Thursday, 9 May 2013

Californian sunshine

(copyright Liz Ware)
No doubt you've heard the good news - English Heritage are funding the Historic Landscape Project for another two years.  Verena McCaig continues as Historic Landscape Project Officer but will be sharing the role with Linden Groves.  You probably already know Linden as Casework Manager for the Garden History Society (GHS).  Their shared, full-time post will allow the  project to extend right across England. They're looking forward to working with all the County Gardens Trusts.

There are many things that both the Association of Gardens Trusts (AGT) and the GHS do very well, but close to the top of the list must come their Study Days and Study Tours.  I've just spent two weeks on the GHS tour of California organised by Liz Goodfellow.

Liz organised an action packed itinerary for a (fortunately!) energetic bunch of landscape architects and garden historians.  As Charles Boot (Buckinghamshire GT) reminded us (when we showed signs of flagging) 'this is a Study Tour, not a holiday'!

(copyright Liz Ware)
Thanks to the generosity of the Californian landscape architects, directors, curators, garden owners, and guides who gave us their time, we finished the tour with our brains buzzing. It's only now, after some time for reflection, that we realise just how extraordinary the trip was.
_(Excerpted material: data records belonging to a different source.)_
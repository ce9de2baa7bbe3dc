/*
 * This file is part of Tempmon.
 *
 * Copyright (C) 2026 Tempmon contributors
 *
 * Tempmon is free software: you can redistribute it and/or modify
 * it under the terms of the GNU General Public License as published by
 * the Free Software Foundation, either version 3 of the License, or
 * (at your option) any later version.
 *
 * Tempmon is distributed in the hope that it will be useful,
 * but WITHOUT ANY WARRANTY; without even the implied warranty of
 * MERCHANTABILITY or FITNESS FOR A PARTICULAR PURPOSE. See the
 * GNU General Public License for more details.
 *
 * You should have received a copy of the GNU General Public License
 * along with Tempmon. If not, see <https://www.gnu.org/licenses/>.
 */

//! Consumer-facing attach and read surface.
//!
//! The record framework attaches once per record with a channel token and
//! keeps the returned handle for every subsequent read. A failed discovery
//! leaves the handle unbound rather than failing the attach: the caller
//! keeps running and every read reports `Unavailable`, which maps upstream
//! to an undefined-value + communication-alarm condition.

use std::str::FromStr;

use serde_json::json;

use crate::discovery::{self, DriverHandle};
use crate::error::{Result, TempMonError};
use crate::logger;

/// Which of the three exposed values a consumer reads.
#[derive(Debug, Clone, Copy, PartialEq, Eq)]
pub enum ChannelKind {
    /// Live die temperature, polled from the data file.
    Instant,
    /// Cached warning threshold.
    Max,
    /// Cached critical threshold.
    Crit,
}

impl FromStr for ChannelKind {
    type Err = TempMonError;

    /// Parse an attach token. Anything but the three recognized literals
    /// is a configuration error, reported at attach time.
    fn from_str(token: &str) -> Result<Self> {
        match token {
            "CPU_TEMP" => Ok(ChannelKind::Instant),
            "CPU_MAX_TEMP" => Ok(ChannelKind::Max),
            "CPU_CRIT_TEMP" => Ok(ChannelKind::Crit),
            other => Err(TempMonError::InvalidChannel(other.to_string())),
        }
    }
}

/// One consumer's binding: a channel kind plus a reference to the resolved
/// driver, if any. Created once at attach, reused for every read.
#[derive(Debug, Clone, Copy)]
pub struct ConsumerHandle<'a> {
    channel: ChannelKind,
    driver: Option<&'a DriverHandle>,
}

impl ConsumerHandle<'static> {
    /// Attach with a channel token, running process-wide discovery if it
    /// has not run yet.
    pub fn attach(token: &str) -> Result<Self> {
        let channel = token.parse::<ChannelKind>()?;
        Ok(ConsumerHandle::bound(channel, discovery::discover_once()))
    }
}

impl<'a> ConsumerHandle<'a> {
    /// Bind a channel kind to an already-resolved driver (or to none).
    pub fn bound(channel: ChannelKind, driver: Option<&'a DriverHandle>) -> Self {
        ConsumerHandle { channel, driver }
    }

    pub fn channel(&self) -> ChannelKind {
        self.channel
    }

    /// Whether discovery resolved a driver for this handle.
    pub fn is_bound(&self) -> bool {
        self.driver.is_some()
    }

    /// Read this handle's value in millidegrees.
    ///
    /// Exactly one branch per call: `Instant` polls under the driver lock,
    /// the threshold kinds return cached values without I/O. An unbound
    /// handle reports `Unavailable` without attempting any I/O.
    pub fn read(&self) -> Result<u32> {
        let driver = self.driver.ok_or(TempMonError::Unavailable)?;
        match self.channel {
            ChannelKind::Instant => match driver.state.poll() {
                Ok(mc) => Ok(mc),
                Err(e) => {
                    logger::log_event(
                        "poll_error",
                        json!({ "driver": driver.kind.type_name(), "error": e.to_string() }),
                    );
                    Err(e)
                }
            },
            ChannelKind::Max => Ok(driver.state.max_mc()),
            ChannelKind::Crit => Ok(driver.state.crit_mc()),
        }
    }
}

#[cfg(test)]
mod tests {
    use super::*;
    use crate::driver::DriverKind;
    use crate::poll::SharedDriverState;
    use std::fs;
    use tempfile::TempDir;

    fn fabricated_handle(contents: &str) -> (TempDir, DriverHandle) {
        let tmp = TempDir::new().unwrap();
        let path = tmp.path().join("temp1_input");
        fs::write(&path, contents).unwrap();
        let input = fs::File::open(&path).unwrap();
        let handle = DriverHandle {
            kind: DriverKind::Coretemp,
            state: SharedDriverState::with_reader(input, 95_000, 105_000),
        };
        (tmp, handle)
    }

    #[test]
    fn test_channel_kind_tokens() {
        assert_eq!("CPU_TEMP".parse::<ChannelKind>().unwrap(), ChannelKind::Instant);
        assert_eq!("CPU_MAX_TEMP".parse::<ChannelKind>().unwrap(), ChannelKind::Max);
        assert_eq!("CPU_CRIT_TEMP".parse::<ChannelKind>().unwrap(), ChannelKind::Crit);
    }

    #[test]
    fn test_unknown_token_is_config_error() {
        let result = "CPU_TMP".parse::<ChannelKind>();
        assert!(matches!(result, Err(TempMonError::InvalidChannel(t)) if t == "CPU_TMP"));
        assert!("cpu_temp".parse::<ChannelKind>().is_err());
        assert!("".parse::<ChannelKind>().is_err());
    }

    #[test]
    fn test_unbound_handle_reads_unavailable() {
        let handle = ConsumerHandle::bound(ChannelKind::Instant, None);
        assert!(!handle.is_bound());
        assert!(matches!(handle.read(), Err(TempMonError::Unavailable)));

        // Threshold kinds are just as unavailable; no cached fallback.
        let handle = ConsumerHandle::bound(ChannelKind::Crit, None);
        assert!(matches!(handle.read(), Err(TempMonError::Unavailable)));
    }

    #[test]
    fn test_dispatch_is_exhaustive_and_exclusive() {
        let (_tmp, driver) = fabricated_handle("43375\n");

        let instant = ConsumerHandle::bound(ChannelKind::Instant, Some(&driver));
        let max = ConsumerHandle::bound(ChannelKind::Max, Some(&driver));
        let crit = ConsumerHandle::bound(ChannelKind::Crit, Some(&driver));

        assert_eq!(instant.read().unwrap(), 43375);
        assert_eq!(max.read().unwrap(), 95_000);
        assert_eq!(crit.read().unwrap(), 105_000);
    }

    #[test]
    fn test_threshold_reads_do_no_io() {
        // A broken data file must not affect Max/Crit reads.
        let (tmp, driver) = fabricated_handle("");
        fs::remove_file(tmp.path().join("temp1_input")).unwrap();

        let max = ConsumerHandle::bound(ChannelKind::Max, Some(&driver));
        let crit = ConsumerHandle::bound(ChannelKind::Crit, Some(&driver));
        assert_eq!(max.read().unwrap(), 95_000);
        assert_eq!(crit.read().unwrap(), 105_000);
    }

    #[test]
    fn test_poll_failure_is_per_call() {
        let (tmp, driver) = fabricated_handle("");
        let instant = ConsumerHandle::bound(ChannelKind::Instant, Some(&driver));

        assert!(matches!(instant.read(), Err(TempMonError::ReadFailure)));

        // The next poll sees fresh contents and recovers on its own.
        fs::write(tmp.path().join("temp1_input"), "43375\n").unwrap();
        assert_eq!(instant.read().unwrap(), 43375);
    }
}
An article on the Study Tour will appear in the GHS Autumn News, but here are just a few of a long list of personal (rather than academic) highlights:

- The desert garden at Huntingdon Botanic Garden  (a riot of colour and texture after such a long winter in the UK)
- The lemon arbour at Lotusland
- The sense of space and light at the Getty Center
- Sunrise over the mountains during an early morning run to the beach at Santa Barbara
- Discovering Julia Morgan (why didn't I know about her before?!)
- A couple of free hours to walk on the empty beach at Cambria (seals, sea-otters, wild flowers, and tranquillity)
- The perfectly choreographed drive up to Hearst Castle (and the polar bear!)
- A seat on the 'right' side of the bus for the long drive along that spectacular (and fog-free) coastline
 - The Immigrant Workers garden at Cornerstone
- Oakland Cathedral (and our driver, Alan, who suggested it)
- Watching students at Berkeley play Quidditch (running on a broomstick isn't quite as elegant as flying on one!)
- Peaceful time at the iconic (Thomas Church designed) Il Novillero-Donnell Garden with its delightful owners
- Gertrude Jekyll's drawings at Berkeley Environmental Design Archives (a bit of a personal pilgrimage)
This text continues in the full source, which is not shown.